**WHAT TO DO**
Starting at the first line of the listing below and ending at the line with "pub enum CopyFormat", copy each line exactly.

::::

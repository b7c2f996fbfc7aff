//! Clipboard writes as an ordered list of strategies.

use std::time::{Duration, Instant};

#[cfg(target_os = "linux")]
use arboard::SetExtLinux;
use arboard::{Clipboard, Set};
use serde::Serialize;

use super::html::to_plain_text;
use crate::error::{DashboardError, Result};

/// Linux clipboard contents vanish with the owning process. A set call waits
/// up to this long for a clipboard manager to take ownership.
const LINGER: Duration = Duration::from_millis(1500);

#[derive(Debug, Clone, Copy, PartialEq, Eq, Serialize)]
#[serde(rename_all = "snake_case")]
pub enum CopyFormat {
    RichHtml,
    PlainText,
}

/// What to copy. `html` is offered to rich strategies, `text` to plain ones.
#[derive(Debug, Clone)]
pub struct ClipboardPayload {
    pub html: Option<String>,
    pub text: String,
}

impl ClipboardPayload {
    pub fn plain(text: impl Into<String>) -> Self {
        Self {
            html: None,
            text: text.into(),
        }
    }
}

pub trait ClipboardStrategy: Send + Sync {
    fn format(&self) -> CopyFormat;
    fn write(&self, payload: &ClipboardPayload) -> Result<()>;
}

fn open_clipboard() -> Result<Clipboard> {
    Clipboard::new().map_err(|e| {
        tracing::debug!(error = %e, "Clipboard unavailable");
        DashboardError::Clipboard
    })
}

/// Setter that returns as soon as ownership is handed over, or at the deadline.
/// Blocking: async callers run clipboard writes under `block_in_place`.
#[cfg(target_os = "linux")]
fn setter(clipboard: &mut Clipboard, deadline: Instant) -> Set<'_> {
    clipboard.set().wait_until(deadline)
}

#[cfg(not(target_os = "linux"))]
fn setter(clipboard: &mut Clipboard, _deadline: Instant) -> Set<'_> {
    clipboard.set()
}

/// `text/html` with a plain-text alternative
pub struct RichHtmlClipboard;

impl ClipboardStrategy for RichHtmlClipboard {
    fn format(&self) -> CopyFormat {
        CopyFormat::RichHtml
    }

    fn write(&self, payload: &ClipboardPayload) -> Result<()> {
        let html = payload.html.as_deref().ok_or(DashboardError::Clipboard)?;
        let alt = to_plain_text(html);

        let mut clipboard = open_clipboard()?;
        setter(&mut clipboard, Instant::now() + LINGER)
            .html(html, Some(alt.as_str()))
            .map_err(|e| {
                tracing::debug!(error = %e, "Rich clipboard write failed");
                DashboardError::Clipboard
            })
    }
}

pub struct PlainTextClipboard;

impl ClipboardStrategy for PlainTextClipboard {
    fn format(&self) -> CopyFormat {
        CopyFormat::PlainText
    }

    fn write(&self, payload: &ClipboardPayload) -> Result<()> {
        let mut clipboard = open_clipboard()?;
        setter(&mut clipboard, Instant::now() + LINGER)
            .text(payload.text.as_str())
            .map_err(|e| {
                tracing::debug!(error = %e, "Plain clipboard write failed");
                DashboardError::Clipboard
            })
    }
}

/// Rich HTML first, then plain text
pub fn system_strategies() -> Vec<Box<dyn ClipboardStrategy>> {
    vec![Box::new(RichHtmlClipboard), Box::new(PlainTextClipboard)]
}

/// Try each strategy in order; the first success wins
pub fn copy_with_fallback(
    strategies: &[Box<dyn ClipboardStrategy>],
    payload: &ClipboardPayload,
) -> Result<CopyFormat> {
    for strategy in strategies {
        if strategy.format() == CopyFormat::RichHtml && payload.html.is_none() {
            continue;
        }
        match strategy.write(payload) {
            Ok(()) => return Ok(strategy.format()),
            Err(e) => {
                tracing::warn!(format = ?strategy.format(), error = %e, "Clipboard strategy failed");
            }
        }
    }
    Err(DashboardError::Clipboard)
}

#[cfg(test)]
pub(crate) mod fake {
    use super::*;
    use std::sync::{Arc, Mutex};

    /// Records writes; optionally fails
    #[derive(Clone)]
    pub struct FakeClipboard {
        pub format: CopyFormat,
        pub fail: bool,
        pub written: Arc<Mutex<Vec<String>>>,
    }

    impl FakeClipboard {
        pub fn new(format: CopyFormat, fail: bool) -> Self {
            Self {
                format,
                fail,
                written: Arc::new(Mutex::new(Vec::new())),
            }
        }

        pub fn writes(&self) -> Vec<String> {
            self.written.lock().unwrap().clone()
        }
    }

    impl ClipboardStrategy for FakeClipboard {
        fn format(&self) -> CopyFormat {
            self.format
        }

        fn write(&self, payload: &ClipboardPayload) -> Result<()> {
            let content = match self.format {
                CopyFormat::RichHtml => payload.html.clone().unwrap_or_default(),
                CopyFormat::PlainText => payload.text.clone(),
            };
            self.written.lock().unwrap().push(content);
            if self.fail {
                Err(DashboardError::Clipboard)
            } else {
                Ok(())
            }
        }
    }
}

#[cfg(test)]
mod tests {
    use super::fake::FakeClipboard;
    use super::*;

    fn payload() -> ClipboardPayload {
        ClipboardPayload {
            html: Some("<p>Hi</p>".to_string()),
            text: "<html><body><p>Hi</p></body></html>".to_string(),
        }
    }

    #[test]
    fn test_rich_success_skips_plain() {
        let rich = FakeClipboard::new(CopyFormat::RichHtml, false);
        let plain = FakeClipboard::new(CopyFormat::PlainText, false);
        let strategies: Vec<Box<dyn ClipboardStrategy>> =
            vec![Box::new(rich.clone()), Box::new(plain.clone())];

        assert_eq!(copy_with_fallback(&strategies, &payload()).unwrap(), CopyFormat::RichHtml);
        assert_eq!(rich.writes(), vec!["<p>Hi</p>"]);
        assert!(plain.writes().is_empty());
    }

    #[test]
    fn test_rich_failure_falls_back_to_plain() {
        let rich = FakeClipboard::new(CopyFormat::RichHtml, true);
        let plain = FakeClipboard::new(CopyFormat::PlainText, false);
        let strategies: Vec<Box<dyn ClipboardStrategy>> =
            vec![Box::new(rich.clone()), Box::new(plain.clone())];

        assert_eq!(copy_with_fallback(&strategies, &payload()).unwrap(), CopyFormat::PlainText);
        assert_eq!(rich.writes().len(), 1);
        assert_eq!(plain.writes(), vec!["<html><body><p>Hi</p></body></html>"]);
    }

    #[test]
    fn test_all_failing_is_clipboard_error() {
        let strategies: Vec<Box<dyn ClipboardStrategy>> = vec![
            Box::new(FakeClipboard::new(CopyFormat::RichHtml, true)),
            Box::new(FakeClipboard::new(CopyFormat::PlainText, true)),
        ];
        let err = copy_with_fallback(&strategies, &payload()).unwrap_err();
        assert!(matches!(err, DashboardError::Clipboard));
        assert_eq!(err.level(), crate::error::NoticeLevel::Danger);
    }

    #[test]
    fn test_plain_payload_skips_rich() {
        let rich = FakeClipboard::new(CopyFormat::RichHtml, false);
        let plain = FakeClipboard::new(CopyFormat::PlainText, false);
        let strategies: Vec<Box<dyn ClipboardStrategy>> =
            vec![Box::new(rich.clone()), Box::new(plain.clone())];

        let format = copy_with_fallback(&strategies, &ClipboardPayload::plain("notes")).unwrap();
        assert_eq!(format, CopyFormat::PlainText);
        assert!(rich.writes().is_empty());
    }

    /// Holds the clipboard for a while, noting how far a ticker got meanwhile
    struct SlowClipboard {
        hold: Duration,
        ticks: std::sync::Arc<std::sync::atomic::AtomicUsize>,
        seen: std::sync::Arc<std::sync::atomic::AtomicUsize>,
    }

    impl ClipboardStrategy for SlowClipboard {
        fn format(&self) -> CopyFormat {
            CopyFormat::PlainText
        }

        fn write(&self, _payload: &ClipboardPayload) -> Result<()> {
            std::thread::sleep(self.hold);
            let ticks = self.ticks.load(std::sync::atomic::Ordering::SeqCst);
            self.seen.store(ticks, std::sync::atomic::Ordering::SeqCst);
            Ok(())
        }
    }

    #[tokio::test(flavor = "multi_thread", worker_threads = 1)]
    async fn test_held_clipboard_does_not_stall_runtime() {
        use std::sync::atomic::{AtomicUsize, Ordering};
        use std::sync::Arc;

        let ticks = Arc::new(AtomicUsize::new(0));
        let seen = Arc::new(AtomicUsize::new(0));

        let counter = ticks.clone();
        let ticker = tokio::spawn(async move {
            for _ in 0..5 {
                tokio::time::sleep(Duration::from_millis(10)).await;
                counter.fetch_add(1, Ordering::SeqCst);
            }
        });

        let strategy = SlowClipboard {
            hold: Duration::from_millis(300),
            ticks: ticks.clone(),
            seen: seen.clone(),
        };
        let copy = tokio::spawn(async move {
            tokio::task::block_in_place(|| {
                let strategies: Vec<Box<dyn ClipboardStrategy>> = vec![Box::new(strategy)];
                copy_with_fallback(&strategies, &ClipboardPayload::plain("notes"))
            })
        });

        assert_eq!(copy.await.unwrap().unwrap(), CopyFormat::PlainText);
        ticker.await.unwrap();
        assert!(seen.load(Ordering::SeqCst) > 0);
    }
}
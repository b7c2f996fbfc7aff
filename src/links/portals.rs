//! Carrier portals: built-ins plus user-added portals.

use chrono::{DateTime, Utc};
use serde::{Deserialize, Serialize};

use super::normalize_url;
use crate::error::{DashboardError, Result};
use crate::store::{self, keys, BundleKind, StateStore};

pub const DEFAULT_PORTAL_ICON: &str = "fa-solid fa-building";

fn default_icon() -> String {
    DEFAULT_PORTAL_ICON.to_string()
}

fn default_description(name: &str) -> String {
    format!("{} portal", name)
}

pub const PORTAL_BUNDLE: BundleKind = BundleKind {
    label: "portals",
    legacy_key: "portals",
    required_fields: &["id", "name", "url"],
};

#[derive(Debug, Clone, PartialEq, Eq, Serialize, Deserialize)]
pub struct Portal {
    pub id: String,
    pub name: String,
    pub url: String,
    #[serde(default = "default_icon")]
    pub icon: String,
    #[serde(default)]
    pub description: String,
    #[serde(default)]
    pub custom: bool,
}

const BUILTIN_PORTALS: &[(&str, &str, &str, &str, &str)] = &[
    ("agency-matrix", "Agency Matrix", "https://agents.agencymatrix.com/#/", "fa-solid fa-building", "Primary agent portal"),
    ("nationwide", "Nationwide", "https://agentcenter.nationwide.com/home", "fa-solid fa-flag-usa", "Agent center portal"),
    ("national-general", "National General", "https://natgenagency.com/MainMenu.aspx", "fa-solid fa-globe", "Agency portal"),
    ("progressive", "Progressive", "https://www.foragentsonly.com/home/?Welcome=400", "fa-solid fa-chart-line", "For agents only portal"),
    ("foremost", "Foremost", "https://www.foremostagent.com/ia/portal/login", "fa-solid fa-house-user", "Agent portal login"),
    ("alamance", "Alamance", "https://alamance.britecore.com/agent/misc/ko_dashboard", "fa-solid fa-shield-halved", "BriteCore dashboard"),
    ("nc-grange", "NC Grange", "https://ncgm.com/", "fa-solid fa-tractor", "NC Grange portal"),
];

pub fn builtin_portals() -> Vec<Portal> {
    BUILTIN_PORTALS
        .iter()
        .map(|(id, name, url, icon, description)| Portal {
            id: id.to_string(),
            name: name.to_string(),
            url: url.to_string(),
            icon: icon.to_string(),
            description: description.to_string(),
            custom: false,
        })
        .collect()
}

/// Form data for a new portal
#[derive(Debug, Clone, Default)]
pub struct PortalInput {
    pub name: String,
    pub url: String,
    pub icon: Option<String>,
    pub description: Option<String>,
}

pub struct PortalDirectory {
    store: StateStore,
    custom: Vec<Portal>,
}

impl PortalDirectory {
    pub fn load(store: StateStore) -> Self {
        let custom = store.load_or_default(keys::CUSTOM_PORTALS);
        Self { store, custom }
    }

    pub fn custom(&self) -> &[Portal] {
        &self.custom
    }

    /// Built-ins and custom portals, sorted by name
    pub fn all(&self) -> Vec<Portal> {
        let mut portals = builtin_portals();
        portals.extend(self.custom.iter().cloned());
        portals.sort_by_key(|p| p.name.to_lowercase());
        portals
    }

    pub fn find(&self, id: &str) -> Result<Portal> {
        self.all()
            .into_iter()
            .find(|p| p.id == id)
            .ok_or_else(|| DashboardError::NotFound(format!("portal {}", id)))
    }

    pub fn add(&mut self, input: PortalInput) -> Result<Portal> {
        let name = input.name.trim();
        if name.is_empty() || input.url.trim().is_empty() {
            return Err(DashboardError::MissingField(
                "Portal name and URL".to_string(),
            ));
        }
        let url = normalize_url(&input.url)?;

        let icon = input
            .icon
            .map(|i| i.trim().to_string())
            .filter(|i| !i.is_empty())
            .unwrap_or_else(|| DEFAULT_PORTAL_ICON.to_string());
        let description = input
            .description
            .map(|d| d.trim().to_string())
            .filter(|d| !d.is_empty())
            .unwrap_or_else(|| default_description(name));

        let portal = Portal {
            id: uuid::Uuid::new_v4().to_string(),
            name: name.to_string(),
            url: url.to_string(),
            icon,
            description,
            custom: true,
        };
        let mut next = self.custom.clone();
        next.push(portal.clone());
        self.commit(next)?;

        tracing::info!(id = %portal.id, name = %portal.name, "Added portal");
        Ok(portal)
    }

    /// Remove a custom portal. Built-ins cannot be removed.
    pub fn remove(&mut self, id: &str) -> Result<Portal> {
        let index = self
            .custom
            .iter()
            .position(|p| p.id == id)
            .ok_or_else(|| DashboardError::NotFound(format!("custom portal {}", id)))?;
        let mut next = self.custom.clone();
        let removed = next.remove(index);
        self.commit(next)?;
        Ok(removed)
    }

    /// Drop every custom portal
    pub fn reset(&mut self) -> Result<usize> {
        let count = self.custom.len();
        self.commit(Vec::new())?;
        Ok(count)
    }

    pub fn export(&self, now: DateTime<Utc>) -> Result<String> {
        store::export_bundle(&PORTAL_BUNDLE, &self.custom, now)
    }

    /// Replace the custom portals with an imported bundle
    pub fn import(&mut self, raw: &str) -> Result<usize> {
        let mut portals: Vec<Portal> = store::import_bundle(&PORTAL_BUNDLE, raw)?;
        for portal in &mut portals {
            portal.custom = true;
            if portal.icon.trim().is_empty() {
                portal.icon = default_icon();
            }
            if portal.description.trim().is_empty() {
                portal.description = default_description(&portal.name);
            }
        }
        self.commit(portals)?;
        Ok(self.custom.len())
    }

    /// Save `next` and adopt it. On a failed save the current list is kept.
    fn commit(&mut self, next: Vec<Portal>) -> Result<()> {
        self.store.save(keys::CUSTOM_PORTALS, &next)?;
        self.custom = next;
        Ok(())
    }
}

::::

**EXERCISE ANSWER**
repository b7c2f996fbfc7aff
//! Clipboard writes as an ordered list of strategies.

use std::time::{Duration, Instant};

#[cfg(target_os = "linux")]
use arboard::SetExtLinux;
use arboard::{Clipboard, Set};
use serde::Serialize;

use super::html::to_plain_text;
use crate::error::{DashboardError, Result};

/// Linux clipboard contents vanish with the owning process. A set call waits
/// up to this long for a clipboard manager to take ownership.
const LINGER: Duration = Duration::from_millis(1500);

#[derive(Debug, Clone, Copy, PartialEq, Eq, Serialize)]
#[serde(rename_all = "snake_case")]
pub enum CopyFormat {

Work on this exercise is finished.